La storia: Nathan Zuckerman -gli amanti di Roth lo conosceranno bene avendolo seguito in bagno  e sotto le coperte per quattro decenni- finisce a Praga con l’intento di acquisire manoscritti in yiddish di uno scrittore deceduto del quale ha incontrato il figlio a New York. Stop.
L’ambientazione: si tratta della celebre città «sotto al ghiaccio» del governo di Gustáv Husák, lo spicchio di storia ceca finito all’interno della denominazione un filo fuorviante di normalizzazione (aka: il ritorno alla normalità dopo la parentesi dubčekiana e la Primavera, vale a dire il tentativo di riforma del socialismo secondo vettori non proprio graditissimi per Mosca, ed ecco spiegati i carri armati.) Un minestrone noto ma affrontato con le riconosciute capacità descrittive di Roth e l’ironia che, a sprazzi, ne caratterizza i lavori: spie, spioni, microfoni, doppiogiochisti, soppressione della libertà di parola, di pensiero, di associazione mascherata da forma imprescindibile di tutela popolare attuata da un governo avverso alla degenerazione morale tipica dei sistemi capitalistici; la tanto praticata metodologia di pensiero basata sulla contrapposizione a discapito del confronto (noi: amanti della famiglia – loro: pervertiti. Noi: in sintonia con la gente – loro: egocentrici astiosi, etc.) che fu tipica del periodo ma che ancora in moltissimi, non solo a Praga, paiono apprezzare riconoscendola come unico modo sensato di porsi.
Il tutto unito alla forza detonante della letteratura, della cultura e dell’arte -in particolar modo del teatro- che da secoli Praga incarna in Europa e non solo.

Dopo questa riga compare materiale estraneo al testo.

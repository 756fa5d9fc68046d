use super::domain::{LoanApplication, LoanId, LoanStatus};

/// Storage abstraction so the service module can be exercised in isolation.
pub trait LoanRepository: Send + Sync {
    fn insert(&self, loan: LoanApplication) -> Result<LoanApplication, RepositoryError>;
    /// Replace the stored loan only while its status is still `expected`. The comparison and
    /// the write happen under one lock; a mismatch returns `StatusChanged` and stores nothing.
    fn update_if(
        &self,
        expected: LoanStatus,
        loan: LoanApplication,
    ) -> Result<(), RepositoryError>;
    fn fetch(&self, id: &LoanId) -> Result<Option<LoanApplication>, RepositoryError>;
    fn list(&self) -> Result<Vec<LoanApplication>, RepositoryError>;
    fn pending(&self, limit: usize) -> Result<Vec<LoanApplication>, RepositoryError>;
}

/// Error enumeration for repository failures.
#[derive(Debug, thiserror::Error)]
pub enum RepositoryError {
    #[error("record already exists")]
    Conflict,
    #[error("record not found")]
    NotFound,
    #[error("stored status changed to {current}")]
    StatusChanged { current: LoanStatus },
    #[error("repository unavailable: {0}")]
    Unavailable(String),
}
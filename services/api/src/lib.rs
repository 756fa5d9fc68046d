mod cli;
mod commands;
mod infra;
mod routes;
mod server;

use loan_risk::error::AppError;

pub async fn run() -> Result<(), AppError> {
    cli::run().await
}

Roba capace di stimolare all’istante, per chi ami bazzicare la Praga di questi tempi, alcuni ovvi parallelismi: scontato come sia (quasi) tutto diverso ma alcune suggestioni sono rimaste identificabili. Un ventennio di stabile libertà ha infatti rinsaldato le solidissime radici democratiche dell’area e il turismo ha reso più difficile l’identificazione della Praga nobilmente sofferente e resiliente dei tempi; tuttavia echi di ciò che fu paiono non cancellabili come vecchi graffiti e vale la pena perdere un po’ di tempo a scovarli, casomai si finisse qui e dimostrassimo il buonsenso di evitare i vari musei del comunismo (unica nota di sdegno: nel luogo dove Roth piazza l’edificio al centro degli incontri di piacere -il parco Kampa in Malá Strana, lungo U Sovových mlýnů e la Moldava- non ho mai visto nessun appartamento privato con movimenti sospetti all’esterno, quanto solo una lunga fila di mamme con passeggino e cani che scorrazzano davanti una galleria di arte moderna.)

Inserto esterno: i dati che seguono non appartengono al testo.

use std::fmt;
use std::ops::RangeInclusive;

use serde::{Deserialize, Serialize};
use serde_json::{Map, Value};

use super::error::AssessmentError;

const CREDIT_SCORE_RANGE: RangeInclusive<f64> = 300.0..=850.0;
const DEBT_TO_INCOME_RANGE: RangeInclusive<f64> = 0.0..=1.0;

/// Numeric fields that may never be negative.
const NON_NEGATIVE: [ApplicantField; 6] = [
    ApplicantField::Income,
    ApplicantField::LoanAmount,
    ApplicantField::MonthsEmployed,
    ApplicantField::NumCreditLines,
    ApplicantField::InterestRate,
    ApplicantField::LoanTermMonths,
];

/// Every attribute an applicant must declare, named as on the wire.
#[derive(Debug, Clone, Copy, PartialEq, Eq, Hash, PartialOrd, Ord, Serialize, Deserialize)]
#[serde(rename_all = "camelCase")]
pub enum ApplicantField {
    Age,
    Income,
    LoanAmount,
    CreditScore,
    MonthsEmployed,
    NumCreditLines,
    InterestRate,
    LoanTermMonths,
    DebtToIncomeRatio,
    Education,
    EmploymentStatus,
    MaritalStatus,
    HasMortgage,
    HasDependents,
    LoanPurpose,
    HasCoSigner,
}

impl ApplicantField {
    /// Numeric fields in encoded column order.
    pub const NUMERIC: [ApplicantField; 9] = [
        ApplicantField::Age,
        ApplicantField::Income,
        ApplicantField::LoanAmount,
        ApplicantField::CreditScore,
        ApplicantField::MonthsEmployed,
        ApplicantField::NumCreditLines,
        ApplicantField::InterestRate,
        ApplicantField::LoanTermMonths,
        ApplicantField::DebtToIncomeRatio,
    ];

    /// Categorical fields in encoded block order.
    pub const CATEGORICAL: [ApplicantField; 7] = [
        ApplicantField::Education,
        ApplicantField::EmploymentStatus,
        ApplicantField::MaritalStatus,
        ApplicantField::HasMortgage,
        ApplicantField::HasDependents,
        ApplicantField::LoanPurpose,
        ApplicantField::HasCoSigner,
    ];

    pub const fn name(self) -> &'static str {
        match self {
            ApplicantField::Age => "age",
            ApplicantField::Income => "income",
            ApplicantField::LoanAmount => "loanAmount",
            ApplicantField::CreditScore => "creditScore",
            ApplicantField::MonthsEmployed => "monthsEmployed",
            ApplicantField::NumCreditLines => "numCreditLines",
            ApplicantField::InterestRate => "interestRate",
            ApplicantField::LoanTermMonths => "loanTermMonths",
            ApplicantField::DebtToIncomeRatio => "debtToIncomeRatio",
            ApplicantField::Education => "education",
            ApplicantField::EmploymentStatus => "employmentStatus",
            ApplicantField::MaritalStatus => "maritalStatus",
            ApplicantField::HasMortgage => "hasMortgage",
            ApplicantField::HasDependents => "hasDependents",
            ApplicantField::LoanPurpose => "loanPurpose",
            ApplicantField::HasCoSigner => "hasCoSigner",
        }
    }

    /// Older client payloads used these keys.
    const fn aliases(self) -> &'static [&'static str] {
        match self {
            ApplicantField::LoanTermMonths => &["loanTerm"],
            ApplicantField::DebtToIncomeRatio => &["dtiRatio"],
            ApplicantField::EmploymentStatus => &["employmentType"],
            _ => &[],
        }
    }

    fn lookup(self, fields: &Map<String, Value>) -> Option<&Value> {
        std::iter::once(self.name())
            .chain(self.aliases().iter().copied())
            .find_map(|key| fields.get(key).filter(|value| !value.is_null()))
    }
}

impl fmt::Display for ApplicantField {
    fn fmt(&self, f: &mut fmt::Formatter<'_>) -> fmt::Result {
        f.write_str(self.name())
    }
}

/// Raw applicant attributes as submitted for assessment.
#[derive(Debug, Clone, PartialEq, Serialize, Deserialize)]
#[serde(rename_all = "camelCase")]
pub struct ApplicantRecord {
    pub age: f64,
    pub income: f64,
    pub loan_amount: f64,
    pub credit_score: f64,
    pub months_employed: f64,
    pub num_credit_lines: f64,
    pub interest_rate: f64,
    pub loan_term_months: f64,
    pub debt_to_income_ratio: f64,
    pub education: String,
    pub employment_status: String,
    pub marital_status: String,
    pub has_mortgage: String,
    pub has_dependents: String,
    pub loan_purpose: String,
    pub has_co_signer: String,
}

impl ApplicantRecord {
    /// Build a record from a field-name mapping. Every declared field is required; nothing is
    /// defaulted.
    pub fn from_fields(fields: &Map<String, Value>) -> Result<Self, AssessmentError> {
        Ok(Self {
            age: read_number(fields, ApplicantField::Age)?,
            income: read_number(fields, ApplicantField::Income)?,
            loan_amount: read_number(fields, ApplicantField::LoanAmount)?,
            credit_score: read_number(fields, ApplicantField::CreditScore)?,
            months_employed: read_number(fields, ApplicantField::MonthsEmployed)?,
            num_credit_lines: read_number(fields, ApplicantField::NumCreditLines)?,
            interest_rate: read_number(fields, ApplicantField::InterestRate)?,
            loan_term_months: read_number(fields, ApplicantField::LoanTermMonths)?,
            debt_to_income_ratio: read_number(fields, ApplicantField::DebtToIncomeRatio)?,
            education: read_category(fields, ApplicantField::Education)?,
            employment_status: read_category(fields, ApplicantField::EmploymentStatus)?,
            marital_status: read_category(fields, ApplicantField::MaritalStatus)?,
            has_mortgage: read_category(fields, ApplicantField::HasMortgage)?,
            has_dependents: read_category(fields, ApplicantField::HasDependents)?,
            loan_purpose: read_category(fields, ApplicantField::LoanPurpose)?,
            has_co_signer: read_category(fields, ApplicantField::HasCoSigner)?,
        })
    }

    /// Numeric values paired with their field, in [`ApplicantField::NUMERIC`] order.
    pub fn numeric_values(&self) -> [(ApplicantField, f64); 9] {
        [
            (ApplicantField::Age, self.age),
            (ApplicantField::Income, self.income),
            (ApplicantField::LoanAmount, self.loan_amount),
            (ApplicantField::CreditScore, self.credit_score),
            (ApplicantField::MonthsEmployed, self.months_employed),
            (ApplicantField::NumCreditLines, self.num_credit_lines),
            (ApplicantField::InterestRate, self.interest_rate),
            (ApplicantField::LoanTermMonths, self.loan_term_months),
            (ApplicantField::DebtToIncomeRatio, self.debt_to_income_ratio),
        ]
    }

    /// Categorical values paired with their field, in [`ApplicantField::CATEGORICAL`] order.
    pub fn categorical_values(&self) -> [(ApplicantField, &str); 7] {
        [
            (ApplicantField::Education, self.education.as_str()),
            (ApplicantField::EmploymentStatus, self.employment_status.as_str()),
            (ApplicantField::MaritalStatus, self.marital_status.as_str()),
            (ApplicantField::HasMortgage, self.has_mortgage.as_str()),
            (ApplicantField::HasDependents, self.has_dependents.as_str()),
            (ApplicantField::LoanPurpose, self.loan_purpose.as_str()),
            (ApplicantField::HasCoSigner, self.has_co_signer.as_str()),
        ]
    }

    /// Range checks run before any encoding or scoring.
    pub fn validate(&self) -> Result<(), AssessmentError> {
        let values = self.numeric_values();

        for (field, value) in values {
            if !value.is_finite() {
                return Err(AssessmentError::OutOfRange { field, value });
            }
        }

        if !CREDIT_SCORE_RANGE.contains(&self.credit_score) {
            return Err(AssessmentError::OutOfRange {
                field: ApplicantField::CreditScore,
                value: self.credit_score,
            });
        }

        if !DEBT_TO_INCOME_RANGE.contains(&self.debt_to_income_ratio) {
            return Err(AssessmentError::OutOfRange {
                field: ApplicantField::DebtToIncomeRatio,
                value: self.debt_to_income_ratio,
            });
        }

        for (field, value) in values {
            if NON_NEGATIVE.contains(&field) && value < 0.0 {
                return Err(AssessmentError::OutOfRange { field, value });
            }
        }

        Ok(())
    }

    /// Requested loan amount relative to declared income.
    pub fn loan_to_income_ratio(&self) -> Result<f64, AssessmentError> {
        if self.income <= 0.0 {
            return Err(AssessmentError::DivideByZeroRisk(ApplicantField::Income));
        }
        Ok(self.loan_amount / self.income)
    }
}

fn read_number(fields: &Map<String, Value>, field: ApplicantField) -> Result<f64, AssessmentError> {
    let invalid = AssessmentError::InvalidType {
        field,
        expected: "number",
    };

    match field.lookup(fields) {
        None => Err(AssessmentError::MissingField(field)),
        Some(Value::Number(number)) => number.as_f64().ok_or(invalid),
        Some(Value::String(raw)) if raw.trim().is_empty() => {
            Err(AssessmentError::MissingField(field))
        }
        Some(Value::String(raw)) => raw.trim().parse::<f64>().map_err(|_| invalid),
        Some(_) => Err(invalid),
    }
}

fn read_category(
    fields: &Map<String, Value>,
    field: ApplicantField,
) -> Result<String, AssessmentError> {
    match field.lookup(fields) {
        None => Err(AssessmentError::MissingField(field)),
        Some(Value::String(raw)) if raw.trim().is_empty() => {
            Err(AssessmentError::MissingField(field))
        }
        Some(Value::String(raw)) => Ok(raw.trim().to_string()),
        Some(_) => Err(AssessmentError::InvalidType {
            field,
            expected: "string",
        }),
    }
}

Equilibrio tra cambiamenti e persistenza, natura profonda e debolezze esemplificato benissimo dalle parole, alla fine del racconto, del Ministro della Cultura ceco in riferimento al padre: «nel 1937 [mio padre] lodava Masaryk come nostro grande eroe nazionale e salvatore. Poi arrivò Hitler e lodò Hitler. Dopo la guerra lodò Beneš, quando Beneš fu eletto primo ministro. Quando Stalin estromise Beneš, lodò Stalin e il nostro grande leader Gottwald. Anche quando andò al potere Dubček, per qualche minuto lodò Dubček. […] Ecco le persone alle quali noi dobbiamo la sopravvivenza della nostra amata terra. Non agli artisti egocentrici, alienati e degenerati.»
Dobbiamo tutto agli addomesticabili. Non agli artisti. Ricorda qualcuno?
Ma erano proprio altri tempi.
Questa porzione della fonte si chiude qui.